目的意識のはっきりとしたユーザーであれば、HTML版を使いやすくする、というアプローチもたしかに有効でしょう。ですが、もう一方のセキスイハイムがどんな会社なのかを知りたいと思っているユーザーには、この方法は通用しません。セキスイハイムの商品を分かりやすく見せるとともに、世界観を感じていただかないことには資料請求まで行ってくれないと考えたのです。

結果として生まれたクリエイティブのコアアイデアは、仮想の住宅展示場の中を楽しみながら探索していくという考え方です。大切なのは、住まい選びが持つ本来の楽しさを体験してもらうこと。その結果としての資料請求という企画です。この案件に関われたことにより、与件を紐解くプロセスを体験でき、同時に、クライアントとチームでのモノ作りの楽しさを実感することができました。僕の制作人生にとっても、大変貴重な経験でした。
 

「Enjoy! Ecolife with ECOHEIM」展示場への招待状という設定。

「Enjoy! Ecolife with ECOHEIM」家族で展示場を歩いているシーン。

 
--2つ目はいかがですか?
川村: 続いて「TOKYO SMART DRIVER」です。グラフィカルなロゴを活用し、インパクトある表現に振り切った仕事です。

まだフリーランスになって、それほど時間が経っていなかった頃、メディアでみていた有名な方々と仕事できたことが、大きな糧になりました。 Webサイトというと、あれもこれも詰め込みたがりがちですが、本案件では関係者みんなが同じところを向いており、結果として伝わるサイトになったと考えています。

「TOKYO SMART DRIVER」ロゴマークのデザインをインターフェイスに活用

「TOKYO SMART DRIVER」運転の時間をポジティブな言葉で埋め尽くすというコンテンツ

--3つ目はどうでしょう?
川村: 「Isobar Nowlab」です。これは2015年1月に、電通イージス・ジャパン(Carat/Isobar/iProspect/Vizeum)のオフィスが移転したのですが、その際に制作したNowlabコンテンツです。

Isobarでは、新たなテクノロジーを表現に落としこむ試みとして、Nowlabという取り組みを行っています。移転を機にKinectとプロジェクターを使ったInteractive WallとTwilioを活用した受付システムを新設し、さらに、照明にはAPI制御できるライト「Philips hue」を導入しました。
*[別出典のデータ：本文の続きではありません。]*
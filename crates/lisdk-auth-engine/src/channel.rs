//! Request/response channel to the provider app.
//!
//! The SDK never talks to the provider app directly. Coordinators build an
//! [`OutboundRequest`] carrying a fresh [`RequestId`] and hand it to a
//! [`ProviderChannel`]; the host later forwards the provider app's reply,
//! tagged with the same id, into the coordinator's `handle_reply`.

use std::fmt;

use serde::{Deserialize, Serialize};
use serde_json::Value;
use url::Url;
use uuid::Uuid;

use crate::error::DispatchError;
use crate::protocol;

// ---------------------------------------------------------------------------
// Request
// ---------------------------------------------------------------------------

/// Correlation id tying a request to its reply.
#[derive(Debug, Clone, Copy, PartialEq, Eq, Hash, Serialize, Deserialize)]
#[serde(transparent)]
pub struct RequestId(Uuid);

impl RequestId {
    /// Mint a new, time-ordered id.
    pub fn new() -> Self {
        Self(Uuid::now_v7())
    }

    pub fn as_uuid(&self) -> &Uuid {
        &self.0
    }
}

impl Default for RequestId {
    fn default() -> Self {
        Self::new()
    }
}

impl From<Uuid> for RequestId {
    fn from(uuid: Uuid) -> Self {
        Self(uuid)
    }
}

impl fmt::Display for RequestId {
    fn fmt(&self, f: &mut fmt::Formatter<'_>) -> fmt::Result {
        fmt::Display::fmt(&self.0, f)
    }
}

/// The application a request is addressed to.
#[derive(Debug, Clone, PartialEq, Eq, Serialize, Deserialize)]
pub struct TargetApp {
    /// Package of the provider app.
    pub package: String,
    /// Specific component inside the package, if the request names one.
    pub component: Option<String>,
}

/// What the provider app is asked to do.
#[derive(Debug, Clone, Copy, PartialEq, Eq, Serialize, Deserialize)]
#[serde(rename_all = "snake_case")]
pub enum RequestAction {
    /// Log in and consent, returning an access token.
    Authorize,
    /// Show a provider-hosted page.
    View,
}

impl RequestAction {
    pub fn as_str(&self) -> &'static str {
        match self {
            Self::Authorize => "authorize",
            Self::View => "view",
        }
    }

    /// Platform action name.
    pub fn wire_action(&self) -> &'static str {
        match self {
            Self::Authorize => protocol::AUTHORIZE_ACTION,
            Self::View => protocol::VIEW_ACTION,
        }
    }

    /// Platform request code used by activity-result style transports.
    pub fn request_code(&self) -> i32 {
        match self {
            Self::Authorize => protocol::AUTH_REQUEST_CODE,
            Self::View => protocol::DEEPLINK_REQUEST_CODE,
        }
    }
}

/// Action-specific request data.
#[derive(Debug, Clone, PartialEq, Eq)]
pub enum RequestBody {
    /// Space-joined permission identifiers.
    Authorization { scope: String },
    /// Deep-link URI; carries the access token in its query.
    DeepLink { uri: Url },
}

/// A request ready to be handed to the provider app.
#[derive(Debug, Clone, PartialEq, Eq)]
pub struct OutboundRequest {
    pub id: RequestId,
    pub target: TargetApp,
    pub action: RequestAction,
    /// Platform categories the request must carry.
    pub categories: Vec<String>,
    pub body: RequestBody,
}

// ---------------------------------------------------------------------------
// Reply
// ---------------------------------------------------------------------------

/// How the provider app finished a request.
#[derive(Debug, Clone, Copy, PartialEq, Eq, Serialize, Deserialize)]
#[serde(rename_all = "snake_case")]
pub enum ReplyOutcome {
    Ok,
    Cancelled,
    Other,
}

impl ReplyOutcome {
    /// Map a platform activity result code.
    pub fn from_result_code(code: i32) -> Self {
        match code {
            protocol::RESULT_OK => Self::Ok,
            protocol::RESULT_CANCELED => Self::Cancelled,
            _ => Self::Other,
        }
    }
}

/// Reply data, keyed by the short names in [`protocol`].
pub type ReplyPayload = serde_json::Map<String, Value>;

/// A string field, or `""` when absent or not a string.
pub(crate) fn payload_str(payload: &ReplyPayload, key: &str) -> String {
    payload
        .get(key)
        .and_then(Value::as_str)
        .unwrap_or_default()
        .to_string()
}

/// An integer field given either as a JSON number or a numeric string.
pub(crate) fn payload_i64(payload: &ReplyPayload, key: &str) -> Option<i64> {
    match payload.get(key)? {
        Value::Number(n) => n.as_i64(),
        Value::String(s) => s.trim().parse().ok(),
        _ => None,
    }
}

// ---------------------------------------------------------------------------
// Channel
// ---------------------------------------------------------------------------

/// Transport that delivers requests to the provider app.
///
/// `send` only hands the request over; the reply arrives later through the
/// host. Implementations may deliver that reply on any thread, including
/// synchronously from inside `send`.
pub trait ProviderChannel: Send + Sync {
    /// Hand `request` to the provider app.
    ///
    /// # Errors
    ///
    /// Returns [`DispatchError::TargetNotResolvable`] when nothing can
    /// receive the request, [`DispatchError::Transport`] for other faults.
    fn send(&self, request: &OutboundRequest) -> std::result::Result<(), DispatchError>;
}

/// Outcome of starting a delegated action.
#[derive(Debug, Clone, Copy, PartialEq, Eq)]
pub enum Dispatch {
    /// The request was handed over; the reply will carry this id.
    Sent(RequestId),
    /// The provider app is missing or outdated; the user was sent to the
    /// store. No callback fires.
    Redirected,
    /// The channel could not deliver the request. No callback fires.
    NotDelivered,
    /// The request was refused up front and the error callback has already
    /// fired.
    Rejected,
}

impl Dispatch {
    /// The request id, if a request was sent.
    pub fn request_id(&self) -> Option<RequestId> {
        match self {
            Self::Sent(id) => Some(*id),
            _ => None,
        }
    }
}

/// What `handle_reply` did with a reply.
#[derive(Debug, Clone, Copy, PartialEq, Eq)]
pub enum ReplyDisposition {
    /// The pending callback received its terminal outcome.
    Resolved,
    /// No callback was pending for this id; nothing happened.
    Ignored,
}

// ---------------------------------------------------------------------------
// Tests
// ---------------------------------------------------------------------------
//! The SDK context object.
//!
//! A host builds one [`Sdk`] at startup and shares it. It owns the
//! [`Session`] and both coordinators, wired to the same session, channel and
//! provider app.

use std::path::PathBuf;
use std::sync::Arc;

use lisdk_vault::{CredentialStore, KeyValueStore, MemoryStore, Session, SqliteStore};

use crate::app::{AppInspector, ProviderApp, StoreRedirect};
use crate::authorization::AuthorizationCoordinator;
use crate::channel::{ProviderChannel, TargetApp};
use crate::config::SdkConfig;
use crate::deep_link::DeepLinkCoordinator;
use crate::error::{AuthEngineError, Result};

/// Where the credential record lives.
#[derive(Clone, Default)]
pub enum StorageBackend {
    /// Process memory; lost on exit.
    #[default]
    Memory,
    /// SQLite database at the given path.
    Sqlite(PathBuf),
    /// Host-supplied store.
    Custom(Arc<dyn KeyValueStore>),
}

impl std::fmt::Debug for StorageBackend {
    fn fmt(&self, f: &mut std::fmt::Formatter<'_>) -> std::fmt::Result {
        match self {
            Self::Memory => f.write_str("Memory"),
            Self::Sqlite(path) => f.debug_tuple("Sqlite").field(path).finish(),
            Self::Custom(_) => f.write_str("Custom(..)"),
        }
    }
}

// ---------------------------------------------------------------------------
// Sdk
// ---------------------------------------------------------------------------

/// Session plus coordinators for one host process.
#[derive(Debug)]
pub struct Sdk {
    config: SdkConfig,
    session: Arc<Session>,
    authorization: AuthorizationCoordinator,
    deep_link: DeepLinkCoordinator,
}

impl Sdk {
    pub fn builder() -> SdkBuilder {
        SdkBuilder::default()
    }

    pub fn config(&self) -> &SdkConfig {
        &self.config
    }

    pub fn session(&self) -> &Arc<Session> {
        &self.session
    }

    pub fn authorization(&self) -> &AuthorizationCoordinator {
        &self.authorization
    }

    pub fn deep_link(&self) -> &DeepLinkCoordinator {
        &self.deep_link
    }
}

// ---------------------------------------------------------------------------
// SdkBuilder
// ---------------------------------------------------------------------------

/// Assembles an [`Sdk`].
///
/// A channel, an app inspector and a store redirect are required; storage
/// defaults to memory and configuration to [`SdkConfig::default`].
#[derive(Default)]
pub struct SdkBuilder {
    config: SdkConfig,
    storage: StorageBackend,
    channel: Option<Arc<dyn ProviderChannel>>,
    inspector: Option<Arc<dyn AppInspector>>,
    redirect: Option<Arc<dyn StoreRedirect>>,
}

impl SdkBuilder {
    pub fn config(mut self, config: SdkConfig) -> Self {
        self.config = config;
        self
    }

    pub fn storage(mut self, storage: StorageBackend) -> Self {
        self.storage = storage;
        self
    }

    pub fn channel(mut self, channel: Arc<dyn ProviderChannel>) -> Self {
        self.channel = Some(channel);
        self
    }

    pub fn inspector(mut self, inspector: Arc<dyn AppInspector>) -> Self {
        self.inspector = Some(inspector);
        self
    }

    pub fn redirect(mut self, redirect: Arc<dyn StoreRedirect>) -> Self {
        self.redirect = Some(redirect);
        self
    }

    /// Validate the configuration, open storage and wire everything up.
    ///
    /// # Errors
    ///
    /// `InvalidConfig` for an invalid configuration or a missing
    /// collaborator; `VaultError` if the SQLite store cannot be opened.
    pub fn build(self) -> Result<Sdk> {
        self.config.validate()?;

        let channel = self.channel.ok_or_else(|| missing("channel"))?;
        let inspector = self.inspector.ok_or_else(|| missing("inspector"))?;
        let redirect = self.redirect.ok_or_else(|| missing("redirect"))?;

        let store: Arc<dyn KeyValueStore> = match &self.storage {
            StorageBackend::Memory => Arc::new(MemoryStore::new()),
            StorageBackend::Sqlite(path) => {
                Arc::new(SqliteStore::open(path, &self.config.storage_namespace)?)
            }
            StorageBackend::Custom(store) => Arc::clone(store),
        };
        let credentials = CredentialStore::with_key(store, &self.config.storage_key);
        let session = Arc::new(Session::from_credential_store(credentials));

        let app = ProviderApp::new(
            &self.config.provider_package,
            self.config.min_app_version_code,
            inspector,
            redirect,
        );
        let target = TargetApp {
            package: self.config.provider_package.clone(),
            component: Some(self.config.authorize_component.clone()),
        };

        let authorization = AuthorizationCoordinator::new(
            Arc::clone(&session),
            app.clone(),
            Arc::clone(&channel),
            target,
        )
        .with_store_dialog(self.config.show_store_dialog);
        let deep_link = DeepLinkCoordinator::new(
            Arc::clone(&session),
            app,
            channel,
            &self.config.sdk_source_tag,
        )
        .with_store_dialog(self.config.show_store_dialog);

        tracing::info!(
            storage = ?self.storage,
            provider = %self.config.provider_package,
            "sdk initialised"
        );

        Ok(Sdk {
            config: self.config,
            session,
            authorization,
            deep_link,
        })
    }
}

fn missing(what: &str) -> AuthEngineError {
    AuthEngineError::InvalidConfig {
        reason: format!("no {what} configured"),
    }
}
グループの受付がNowlabのラボを兼ねてまして、今後の取り組みの基礎ができたと思っています。

今回は、グループ各社の特徴をストレートに表現するために、シンプルなカラーリングで先進的な表現に振り切りましたが、今後は子供でも楽しめるようなクリエイティブも仕掛けていきたいと考えております。

「Isobar Nowlab」

 

現在の充実度、これからの目標
--現状、ご自身の満足度はいかがですか?
川村: 今の状況を点数でいえば、60点くらいでしょうか。2015年後半には80点くらいになると思います。
デジタルの表現は、スマホアプリを除き、しばらく停滞していた感があります。パララックスという、縦長でグリグリ動くデザインが多くなったと思いきや、次はレスポンシブデザインというように、考える前に形から入る、そんな、右へ倣えの傾向が顕著にみられました。

ビジネス面では、特に企業サイトのデザインはCMS化が進んだり、低価格のテンプレートが出てきているように、このままでいくとWebデザイナーはどんどん淘汰されていくと思います。
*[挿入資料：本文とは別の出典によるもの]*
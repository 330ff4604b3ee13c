//! Provider app presence and currency.
//!
//! Both coordinators refuse to send anything unless the provider app is
//! installed at or above the minimum supported version. When it is not,
//! the user is handed to the app store through a [`StoreRedirect`] and the
//! request is dropped; the host retries once the app is installed.

use std::sync::Arc;

/// Reports installed package versions.
pub trait AppInspector: Send + Sync {
    /// Version code of `package`, or `None` if it is not installed.
    fn installed_version_code(&self, package: &str) -> Option<u64>;
}

/// Sends the user to install or update a package.
///
/// Which store to open, and whether to confirm first, is up to the
/// implementation.
pub trait StoreRedirect: Send + Sync {
    /// Open the store page for `package`. `show_dialog` asks for a
    /// confirmation prompt before leaving the host app.
    fn redirect(&self, package: &str, show_dialog: bool);
}

/// The provider app as seen from the host.
#[derive(Clone)]
pub struct ProviderApp {
    package: String,
    min_version_code: u64,
    inspector: Arc<dyn AppInspector>,
    redirect: Arc<dyn StoreRedirect>,
}

impl ProviderApp {
    pub fn new(
        package: impl Into<String>,
        min_version_code: u64,
        inspector: Arc<dyn AppInspector>,
        redirect: Arc<dyn StoreRedirect>,
    ) -> Self {
        Self {
            package: package.into(),
            min_version_code,
            inspector,
            redirect,
        }
    }

    pub fn package(&self) -> &str {
        &self.package
    }

    pub fn min_version_code(&self) -> u64 {
        self.min_version_code
    }

    /// Whether the provider app is installed and recent enough.
    pub fn is_current(&self) -> bool {
        match self.inspector.installed_version_code(&self.package) {
            Some(version) if version >= self.min_version_code => {
                tracing::debug!(package = %self.package, version, "provider app installed");
                true
            }
            Some(version) => {
                tracing::debug!(
                    package = %self.package,
                    version,
                    required = self.min_version_code,
                    "provider app outdated"
                );
                false
            }
            None => {
                tracing::debug!(package = %self.package, "provider app not installed");
                false
            }
        }
    }

    /// Check currency, redirecting to the store when the app is unusable.
    ///
    /// Returns `true` when the caller may go ahead.
    pub fn ensure_current(&self, show_dialog: bool) -> bool {
        if self.is_current() {
            return true;
        }

        tracing::info!(package = %self.package, show_dialog, "redirecting to app store");
        self.redirect.redirect(&self.package, show_dialog);
        false
    }
}

impl std::fmt::Debug for ProviderApp {
    fn fmt(&self, f: &mut std::fmt::Formatter<'_>) -> std::fmt::Result {
        f.debug_struct("ProviderApp")
            .field("package", &self.package)
            .field("min_version_code", &self.min_version_code)
            .finish_non_exhaustive()
    }
}

// ---------------------------------------------------------------------------
// Tests
// ---------------------------------------------------------------------------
一方で、サイト以外のところでは急速な動きがあります。そのコアにあるのが、IoTです。IoTとは、モノのインターネット(Internet of Things)のことですが、センサーやコンピュータの進化により、今までデジタルとは関係のなかった領域に、デジタルがやってきています。
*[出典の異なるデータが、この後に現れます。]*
//! Requested permissions.
//!
//! The provider app expects the requested permissions as one string with the
//! identifiers separated by single spaces, in the order the host listed
//! them. Duplicates are dropped, keeping the first occurrence.

use std::fmt;

/// Permission identifiers understood by the provider app.
pub mod permission {
    pub const R_BASICPROFILE: &str = "r_basicprofile";
    pub const R_FULLPROFILE: &str = "r_fullprofile";
    pub const R_EMAILADDRESS: &str = "r_emailaddress";
    pub const R_CONTACTINFO: &str = "r_contactinfo";
    pub const RW_COMPANY_ADMIN: &str = "rw_company_admin";
    pub const W_SHARE: &str = "w_share";
}

/// An ordered, de-duplicated set of permission identifiers.
#[derive(Debug, Clone, Default, PartialEq, Eq)]
pub struct Scope {
    permissions: Vec<String>,
}

impl Scope {
    /// An empty scope.
    pub fn new() -> Self {
        Self::default()
    }

    /// Build a scope from permissions in the order given.
    pub fn build<I, S>(permissions: I) -> Self
    where
        I: IntoIterator<Item = S>,
        S: Into<String>,
    {
        permissions.into_iter().collect()
    }

    /// Add a permission, returning the scope. Already-present permissions
    /// keep their original position.
    pub fn with(mut self, permission: impl Into<String>) -> Self {
        self.push(permission);
        self
    }

    /// Add a permission in place.
    pub fn push(&mut self, permission: impl Into<String>) {
        let permission = permission.into();
        if !self.permissions.contains(&permission) {
            self.permissions.push(permission);
        }
    }

    pub fn permissions(&self) -> &[String] {
        &self.permissions
    }

    pub fn is_empty(&self) -> bool {
        self.permissions.is_empty()
    }

    /// The wire form: permissions joined by a single space.
    pub fn to_wire(&self) -> String {
        self.permissions.join(" ")
    }
}

impl<S: Into<String>> FromIterator<S> for Scope {
    fn from_iter<I: IntoIterator<Item = S>>(iter: I) -> Self {
        let mut scope = Self::new();
        for permission in iter {
            scope.push(permission);
        }
        scope
    }
}

impl fmt::Display for Scope {
    fn fmt(&self, f: &mut fmt::Formatter<'_>) -> fmt::Result {
        f.write_str(&self.to_wire())
    }
}

// ---------------------------------------------------------------------------
// Tests
// ---------------------------------------------------------------------------

#[cfg(test)]
mod tests {
    use super::permission::*;
    use super::*;

    #[test]
    fn wire_form_preserves_insertion_order() {
        let scope = Scope::build([R_BASICPROFILE, R_FULLPROFILE]);
        assert_eq!(scope.to_wire(), "r_basicprofile r_fullprofile");

        let scope = Scope::build([R_FULLPROFILE, R_BASICPROFILE]);
        assert_eq!(scope.to_wire(), "r_fullprofile r_basicprofile");
    }

    #[test]
    fn empty_scope_is_empty_string() {
        let scope = Scope::new();
        assert!(scope.is_empty());
        assert_eq!(scope.to_wire(), "");
        assert_eq!(Scope::build(Vec::<String>::new()).to_wire(), "");
    }

    #[test]
    fn duplicates_keep_first_position() {
        let scope = Scope::build([W_SHARE, R_EMAILADDRESS, W_SHARE, R_CONTACTINFO]);
        assert_eq!(scope.to_wire(), "w_share r_emailaddress r_contactinfo");
        assert_eq!(scope.permissions().len(), 3);
    }

    #[test]
    fn builder_style() {
        let scope = Scope::new()
            .with(R_BASICPROFILE)
            .with(RW_COMPANY_ADMIN)
            .with(R_BASICPROFILE);
        assert_eq!(scope.to_string(), "r_basicprofile rw_company_admin");
    }

    #[test]
    fn single_permission_has_no_separator() {
        assert_eq!(Scope::build([R_BASICPROFILE]).to_wire(), "r_basicprofile");
    }
}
先日制作した、Nowlab作品のInteractive Wallも、通常の壁がメディアになってしまったように、これからはあらゆる場所がメディアになる可能性があります。眼鏡や洋服、時計はもちろん、床や上空。技術や発想次第で何でもできるはずです。これからは、技術の進化でクリエイティブの概念が大きく変わる。楽しみです。
--Webの表示デバイスは、PCから始まり、iモードなど携帯ブラウザ、そしてスマホ、タブレット、今はスマートウォッチなども出てきていますが、対応する方は大変ですよね。
川村: そうですね、飽きないですね(笑)。技術的にはFLASH以降は少し停滞していたのですが、今はまたセンサーを使ったクリエイティブがどんどん出てきてダイナミックになってきています。
--ネットにつながるデバイスの形は、今後もどんどん多様化してくるでしょう。
川村: ブラウザだけがWebの世界ではないので。時計、電球、眼鏡、身の回りのさまざまなものがデジタル化していく今、もはやPC、スマホは1つのチャネルに過ぎないですね。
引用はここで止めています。